Tales of Russianness: Post-Soviet identity formation in popular film and television

by I.S. Souch




Institution: Universiteit van Amsterdam
Department:
Year: 2015
Record ID: 1248268
Full text PDF: http://hdl.handle.net/11245/1.476138


Abstract

In this study, I explore contemporary popular film and television representations of Russian cultural identity after the demise of the Soviet Union in 1991. My corpus includes two blockbusters: Brother (Brat, dir. Aleksei Balabanov, 1997) and Brother-2 (Brat-2, dir. Aleksei Balabanov, 2000); two comic television series: The Enchanted District (Zakoldovannyi uchastok, dir. Aleksandr Baranov, 2006) and Real-Life Lads (Real’nye patsany, dir. Jeanna Kadnikova, 2010 - present); and, finally, two melodramas: The Man of No Return (Chelovek bezvozvratnyi, dir. Ekaterina Grokhovskaia, 2006) and Gromozeka (dir. Vladimir Kott, 2010). Along with radical political and economic changes, the decomposition of the communist order inaugurated the unravelling of state ideology and the dismantling of existing social norms, conventions and interdependencies. However, these altered historical conditions did not automatically create new mechanisms of identification, nor did they cause the irrevocable erasure of the old identificatory benchmarks. The main title of this study, “Tales of Russianness,” aphoristically expresses the core of my argument.
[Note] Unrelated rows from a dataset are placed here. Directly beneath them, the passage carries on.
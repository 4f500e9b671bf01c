//! Commission settlement service

use std::sync::Arc;

use chrono::Utc;
use tracing::{info, warn};

use core_kernel::{CommissionPaymentId, RequestContext, SellerId};
use domain_sales::OrderPort;

use crate::error::CommissionError;
use crate::payment::{CommissionPayment, PayCommissions};
use crate::ports::CommissionPort;
use crate::statement::CommissionStatement;

/// Service for paying and reversing seller commissions
pub struct CommissionService {
    orders: Arc<dyn OrderPort>,
    commissions: Arc<dyn CommissionPort>,
}

impl CommissionService {
    pub fn new(orders: Arc<dyn OrderPort>, commissions: Arc<dyn CommissionPort>) -> Self {
        Self { orders, commissions }
    }

    /// Delivered, unpaid orders with a commission for `seller_id`
    pub async fn unpaid_commissions(&self, seller_id: SellerId) -> Result<CommissionStatement, CommissionError> {
        let orders = self.orders.list_orders_by_seller(seller_id).await?;
        Ok(CommissionStatement::from_orders(seller_id, &orders))
    }

    /// Creates a settlement batch and flags its orders as paid, atomically
    ///
    /// # Errors
    ///
    /// - `InvalidAmount` if the amount is not positive or no order is given
    /// - `NotFound` if a referenced order does not exist
    /// - `TransactionFailed` if an order is already paid, belongs to another
    ///   seller, or the store failed; nothing is applied in any of these cases
    pub async fn pay_commissions(
        &self,
        ctx: &RequestContext,
        request: PayCommissions,
    ) -> Result<CommissionPayment, CommissionError> {
        let seller_id = request.seller_id;
        let payment = CommissionPayment::from_request(request, Utc::now())
            .map_err(|e| {
                warn!(%seller_id, error = %e, "Commission payment rejected");
                e
            })?
            .paid_by(ctx.actor.label());

        let stored = self.commissions.settle(&payment).await.map_err(|e| {
            warn!(%seller_id, payment_id = %payment.id, error = %e, "Commission settlement failed");
            CommissionError::from(e)
        })?;

        info!(
            payment_id = %stored.id,
            %seller_id,
            amount = %stored.amount,
            orders = stored.order_ids.len(),
            actor = %ctx.actor.label(),
            "Commissions paid"
        );
        Ok(stored)
    }

    /// Deletes a batch and clears the paid flags on its orders, atomically
    pub async fn reverse_commission_payment(
        &self,
        ctx: &RequestContext,
        payment_id: CommissionPaymentId,
    ) -> Result<CommissionPayment, CommissionError> {
        let reversed = self.commissions.reverse(payment_id).await.map_err(|e| {
            warn!(%payment_id, error = %e, "Commission reversal failed");
            CommissionError::from(e)
        })?;

        info!(
            %payment_id,
            seller_id = %reversed.seller_id,
            orders = reversed.order_ids.len(),
            actor = %ctx.actor.label(),
            "Commission payment reversed"
        );
        Ok(reversed)
    }

    pub async fn get_payment(&self, payment_id: CommissionPaymentId) -> Result<CommissionPayment, CommissionError> {
        Ok(self.commissions.get_payment(payment_id).await?)
    }

    pub async fn list_payments(&self, seller_id: SellerId) -> Result<Vec<CommissionPayment>, CommissionError> {
        Ok(self.commissions.list_payments(seller_id).await?)
    }
}
//! Test Utilities Crate
//!
//! Shared test infrastructure for the crediário core test suite.
//!
//! # Modules
//!
//! - `fixtures`: Pre-built products, actors and dates
//! - `builders`: Builder for orders with sensible defaults
//! - `assertions`: Assertion helpers for schedules and ledgers
//! - `generators`: Property-based test data generators

pub mod fixtures;
pub mod builders;
pub mod assertions;
pub mod generators;

pub use fixtures::*;
pub use builders::*;
pub use assertions::*;
pub use generators::*;
//! HTTP tests against the router backed by the in-memory store

use std::sync::Arc;

use axum::http::{HeaderName, HeaderValue, StatusCode};
use axum_test::{TestResponse, TestServer};
use rust_decimal::Decimal;
use rust_decimal_macros::dec;
use serde_json::{json, Value};

use core_kernel::{SellerId, StaffId};
use domain_commission::{CommissionPayment, CommissionStatement};
use domain_sales::{CatalogPort, InstallmentStatus, Order, OrderStatus, PaymentReceipt};
use infra_db::{InMemoryStore, WriteOp};
use interface_api::{create_router, AppState};
use test_utils::fixtures::{default_settings, settings_with_cap, ProductFixtures};

struct Api {
    server: TestServer,
    store: Arc<InMemoryStore>,
    staff: HeaderValue,
}

const STAFF: HeaderName = HeaderName::from_static("x-staff-id");

async fn api_with(settings: core_kernel::StoreSettings) -> Api {
    let store = Arc::new(InMemoryStore::default());
    for product in [ProductFixtures::tv(), ProductFixtures::washer(), ProductFixtures::mattress()] {
        store.upsert_product(&product).await.unwrap();
    }
    let server = TestServer::new(create_router(AppState::in_memory(store.clone(), settings))).unwrap();
    Api {
        server,
        store,
        staff: HeaderValue::from_str(&StaffId::new().to_string()).unwrap(),
    }
}

async fn api() -> Api {
    api_with(default_settings()).await
}

fn crediario_tv(installments: u32, seller: Option<SellerId>) -> Value {
    json!({
        "sellerId": seller,
        "sellerName": seller.map(|_| "Joana"),
        "items": [{
            "productId": ProductFixtures::tv().id,
            "name": "Smart TV 50\"",
            "price": "1000.00",
            "quantity": 1
        }],
        "paymentMethod": "crediario",
        "installments": installments,
        "firstDueDate": "2024-01-10"
    })
}

impl Api {
    async fn post(&self, path: &str, body: &Value) -> TestResponse {
        self.server
            .post(path)
            .add_header(STAFF, self.staff.clone())
            .json(body)
            .await
    }

    async fn put(&self, path: &str, body: &Value) -> TestResponse {
        self.server
            .put(path)
            .add_header(STAFF, self.staff.clone())
            .json(body)
            .await
    }

    async fn delete(&self, path: &str) -> TestResponse {
        self.server.delete(path).add_header(STAFF, self.staff.clone()).await
    }

    async fn create(&self, body: &Value) -> Order {
        let response = self.post("/api/v1/orders", body).await;
        response.assert_status(StatusCode::CREATED);
        response.json::<Order>()
    }
}

mod health {
    use super::*;

    #[tokio::test]
    async fn test_liveness_and_readiness() {
        let api = api().await;
        api.server.get("/health").await.assert_status_ok();

        let ready = api.server.get("/health/ready").await;
        ready.assert_status_ok();
        assert_eq!(ready.json::<Value>()["status"], "ready");
    }
}

mod orders {
    use super::*;

    #[tokio::test]
    async fn test_create_crediario_order_builds_schedule() {
        let api = api().await;
        let order = api.create(&crediario_tv(10, None)).await;

        assert_eq!(order.total, dec!(1000.00));
        assert_eq!(order.installment_details.len(), 10);
        assert!(order.installment_details.iter().all(|i| i.amount == dec!(100.00)));
        assert_eq!(order.version, 1);

        let fetched = api.server.get(&format!("/api/v1/orders/{}", order.id)).await;
        fetched.assert_status_ok();
        assert_eq!(fetched.json::<Order>().id, order.id);
    }

    #[tokio::test]
    async fn test_mutation_without_staff_header_is_rejected() {
        let api = api().await;
        let response = api.server.post("/api/v1/orders").json(&crediario_tv(10, None)).await;
        response.assert_status(StatusCode::BAD_REQUEST);
        assert_eq!(api.store.order_count().await, 0);
    }

    #[tokio::test]
    async fn test_empty_order_fails_validation() {
        let api = api().await;
        let mut body = crediario_tv(3, None);
        body["items"] = json!([]);

        let response = api.post("/api/v1/orders", &body).await;
        response.assert_status(StatusCode::UNPROCESSABLE_ENTITY);
        assert_eq!(response.json::<Value>()["error"], "validation_error");
    }

    #[tokio::test]
    async fn test_amount_and_count_bodies_are_validated() {
        let api = api().await;
        let order = api.create(&crediario_tv(4, None)).await;

        let payment = api
            .post(
                &format!("/api/v1/orders/{}/installments/1/payments", order.id),
                &json!({ "amount": "0", "method": "pix" }),
            )
            .await;
        payment.assert_status(StatusCode::UNPROCESSABLE_ENTITY);
        assert_eq!(payment.json::<Value>()["error"], "validation_error");

        let count = api
            .put(
                &format!("/api/v1/orders/{}/installment-count", order.id),
                &json!({ "count": 0 }),
            )
            .await;
        count.assert_status(StatusCode::UNPROCESSABLE_ENTITY);
        assert_eq!(count.json::<Value>()["error"], "validation_error");

        api.put(&format!("/api/v1/orders/{}/discount", order.id), &json!({ "amount": "-1" }))
            .await
            .assert_status(StatusCode::UNPROCESSABLE_ENTITY);

        let stored = api.server.get(&format!("/api/v1/orders/{}", order.id)).await.json::<Order>();
        assert_eq!(stored.version, 1);
    }

    #[tokio::test]
    async fn test_oversized_amounts_are_rejected_not_crashed() {
        let api = api().await;
        let mut body = crediario_tv(3, None);
        body["items"][0]["price"] = json!(Decimal::MAX.to_string());
        body["items"][0]["quantity"] = json!(2);

        api.post("/api/v1/orders", &body)
            .await
            .assert_status(StatusCode::UNPROCESSABLE_ENTITY);
        assert_eq!(api.store.order_count().await, 0);

        let order = api.create(&crediario_tv(3, None)).await;
        api.post(
            &format!("/api/v1/orders/{}/installments/1/payments", order.id),
            &json!({ "amount": Decimal::MAX.to_string(), "method": "pix" }),
        )
        .await
        .assert_status(StatusCode::UNPROCESSABLE_ENTITY);
        let stored = api.server.get(&format!("/api/v1/orders/{}", order.id)).await.json::<Order>();
        assert_eq!(stored.version, 1);
    }

    #[tokio::test]
    async fn test_installment_cap_is_enforced() {
        let api = api_with(settings_with_cap(12)).await;
        let response = api.post("/api/v1/orders", &crediario_tv(18, None)).await;
        response.assert_status(StatusCode::UNPROCESSABLE_ENTITY);
    }

    #[tokio::test]
    async fn test_unknown_order_is_not_found() {
        let api = api().await;
        let missing = core_kernel::OrderId::new();
        api.server
            .get(&format!("/api/v1/orders/{}", missing))
            .await
            .assert_status_not_found();
        api.server
            .get("/api/v1/orders/not-an-id")
            .await
            .assert_status(StatusCode::BAD_REQUEST);
    }

    #[tokio::test]
    async fn test_pay_then_change_count_keeps_paid_installment() {
        let api = api().await;
        let order = api.create(&crediario_tv(10, None)).await;

        let paid = api
            .post(
                &format!("/api/v1/orders/{}/installments/1/payments", order.id),
                &json!({ "amount": "100.00", "method": "pix" }),
            )
            .await;
        paid.assert_status_ok();
        let receipt = paid.json::<PaymentReceipt>();
        assert!(receipt.applied);
        assert_eq!(receipt.installment.status, InstallmentStatus::Paid);
        assert_eq!(receipt.outstanding_balance, dec!(900.00));

        let changed = api
            .put(
                &format!("/api/v1/orders/{}/installment-count", order.id),
                &json!({ "count": 5 }),
            )
            .await;
        changed.assert_status_ok();
        let order = changed.json::<Order>();

        assert_eq!(order.installment_details.len(), 6);
        assert_eq!(order.installment_details[0].status, InstallmentStatus::Paid);
        assert!(order.installment_details[1..].iter().all(|i| i.amount == dec!(180.00)));
        let scheduled: Decimal = order.installment_details.iter().map(|i| i.amount).sum();
        assert_eq!(scheduled, dec!(1000.00));
    }

    #[tokio::test]
    async fn test_reversing_a_payment_reopens_installment() {
        let api = api().await;
        let order = api.create(&crediario_tv(4, None)).await;
        let receipt = api
            .post(
                &format!("/api/v1/orders/{}/installments/2/payments", order.id),
                &json!({ "amount": "100.00", "method": "dinheiro" }),
            )
            .await
            .json::<PaymentReceipt>();
        assert_eq!(receipt.installment.status, InstallmentStatus::Partial);

        let reversed = api
            .delete(&format!(
                "/api/v1/orders/{}/installments/2/payments/{}",
                order.id, receipt.payment_id
            ))
            .await;
        reversed.assert_status_ok();
        let order = reversed.json::<Order>();
        let installment = &order.installment_details[1];
        assert_eq!(installment.status, InstallmentStatus::Pending);
        assert_eq!(installment.paid_amount, Decimal::ZERO);
    }

    #[tokio::test]
    async fn test_store_failure_is_a_retryable_conflict() {
        let api = api().await;
        let order = api.create(&crediario_tv(10, None)).await;
        api.store.fail_next(WriteOp::SaveOrder);

        let response = api
            .put(&format!("/api/v1/orders/{}/discount", order.id), &json!({ "amount": "50.00" }))
            .await;
        response.assert_status(StatusCode::CONFLICT);
        assert_eq!(response.json::<Value>()["retryable"], true);

        let stored = api.server.get(&format!("/api/v1/orders/{}", order.id)).await.json::<Order>();
        assert_eq!(stored.discount, Decimal::ZERO);
        assert_eq!(stored.version, order.version);
    }

    #[tokio::test]
    async fn test_trash_restore_and_hard_delete() {
        let api = api().await;
        let order = api.create(&crediario_tv(2, None)).await;
        let path = format!("/api/v1/orders/{}", order.id);

        // Only trashed orders can be purged
        api.delete(&path).await.assert_status(StatusCode::CONFLICT);

        let trashed = api.post(&format!("{}/trash", path), &json!({})).await;
        assert_eq!(trashed.json::<Order>().status, OrderStatus::Deleted);
        let restored = api.post(&format!("{}/restore", path), &json!({})).await;
        assert_eq!(restored.json::<Order>().status, OrderStatus::Processing);

        api.post(&format!("{}/trash", path), &json!({})).await.assert_status_ok();
        api.delete(&path).await.assert_status(StatusCode::NO_CONTENT);
        api.server.get(&path).await.assert_status_not_found();
    }
}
Through detailed analyses of the chosen films and television series I show that identity is not only at all times constructed and asserted through acts of narrativization, but that these narratives come into being through the invocation and reworking of existing popular cultural tropes, such as the myths of patriarchal authority and brotherhood, the fantasy of the antagonistic other, the idyll of the countryside community and, especially, the family metaphor.